### What you will do
Scan the material below and count each line with the string "save". Reply with the count alone.

### Dataset records
****************************************
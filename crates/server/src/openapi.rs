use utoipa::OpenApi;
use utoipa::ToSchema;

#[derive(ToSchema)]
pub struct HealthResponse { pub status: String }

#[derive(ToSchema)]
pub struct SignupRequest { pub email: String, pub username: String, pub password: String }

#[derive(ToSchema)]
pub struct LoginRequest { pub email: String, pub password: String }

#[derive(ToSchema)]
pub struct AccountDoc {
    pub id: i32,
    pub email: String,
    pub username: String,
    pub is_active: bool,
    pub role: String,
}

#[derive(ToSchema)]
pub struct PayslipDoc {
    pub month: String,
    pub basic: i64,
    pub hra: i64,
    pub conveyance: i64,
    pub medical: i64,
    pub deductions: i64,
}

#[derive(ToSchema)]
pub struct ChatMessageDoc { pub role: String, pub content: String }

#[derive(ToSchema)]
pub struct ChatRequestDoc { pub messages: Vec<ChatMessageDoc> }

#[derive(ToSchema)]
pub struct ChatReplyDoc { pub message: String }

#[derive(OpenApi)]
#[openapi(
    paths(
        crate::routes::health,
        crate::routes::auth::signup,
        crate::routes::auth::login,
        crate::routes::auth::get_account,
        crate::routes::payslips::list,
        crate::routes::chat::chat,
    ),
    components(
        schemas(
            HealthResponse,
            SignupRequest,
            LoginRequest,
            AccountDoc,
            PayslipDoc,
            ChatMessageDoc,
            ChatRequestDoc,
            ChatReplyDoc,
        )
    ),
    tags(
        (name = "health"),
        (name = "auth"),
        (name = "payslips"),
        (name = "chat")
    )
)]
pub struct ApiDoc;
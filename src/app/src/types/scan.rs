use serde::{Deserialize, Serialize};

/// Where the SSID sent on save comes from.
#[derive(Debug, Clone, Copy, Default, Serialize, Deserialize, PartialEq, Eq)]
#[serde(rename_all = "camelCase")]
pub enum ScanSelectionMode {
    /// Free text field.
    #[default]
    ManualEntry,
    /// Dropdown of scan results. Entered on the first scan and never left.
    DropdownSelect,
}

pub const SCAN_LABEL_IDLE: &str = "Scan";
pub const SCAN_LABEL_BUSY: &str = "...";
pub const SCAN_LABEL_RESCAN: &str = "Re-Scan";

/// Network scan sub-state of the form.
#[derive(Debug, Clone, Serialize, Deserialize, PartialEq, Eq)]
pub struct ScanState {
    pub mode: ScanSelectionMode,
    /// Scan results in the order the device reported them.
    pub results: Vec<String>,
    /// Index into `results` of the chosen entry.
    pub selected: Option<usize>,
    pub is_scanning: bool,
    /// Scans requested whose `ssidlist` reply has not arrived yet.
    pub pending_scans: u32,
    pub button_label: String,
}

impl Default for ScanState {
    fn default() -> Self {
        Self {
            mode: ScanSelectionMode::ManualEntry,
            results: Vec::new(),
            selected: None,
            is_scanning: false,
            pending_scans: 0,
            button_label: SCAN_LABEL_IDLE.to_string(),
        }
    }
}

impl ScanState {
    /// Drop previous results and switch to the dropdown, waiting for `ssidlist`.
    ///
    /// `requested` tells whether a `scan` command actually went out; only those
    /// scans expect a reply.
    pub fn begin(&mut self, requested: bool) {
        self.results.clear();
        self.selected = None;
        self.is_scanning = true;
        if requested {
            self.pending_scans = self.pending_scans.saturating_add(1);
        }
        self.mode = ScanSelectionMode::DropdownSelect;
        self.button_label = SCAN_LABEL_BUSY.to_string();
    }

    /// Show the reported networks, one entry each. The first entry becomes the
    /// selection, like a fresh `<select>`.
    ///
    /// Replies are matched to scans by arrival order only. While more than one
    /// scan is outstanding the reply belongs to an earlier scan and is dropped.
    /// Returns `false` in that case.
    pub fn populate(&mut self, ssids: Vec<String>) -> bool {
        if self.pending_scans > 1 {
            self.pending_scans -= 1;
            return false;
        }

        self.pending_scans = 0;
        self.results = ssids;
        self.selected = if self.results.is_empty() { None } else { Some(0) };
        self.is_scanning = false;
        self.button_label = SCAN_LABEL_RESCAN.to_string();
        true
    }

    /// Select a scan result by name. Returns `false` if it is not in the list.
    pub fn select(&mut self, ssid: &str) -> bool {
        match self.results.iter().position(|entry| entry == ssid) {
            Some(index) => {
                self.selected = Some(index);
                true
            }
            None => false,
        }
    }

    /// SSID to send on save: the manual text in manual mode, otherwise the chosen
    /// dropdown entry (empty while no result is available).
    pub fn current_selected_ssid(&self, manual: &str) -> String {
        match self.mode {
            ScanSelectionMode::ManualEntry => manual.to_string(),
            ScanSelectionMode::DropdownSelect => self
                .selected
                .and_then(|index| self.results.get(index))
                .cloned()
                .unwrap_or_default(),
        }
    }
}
****************************************
### Solution for this task
2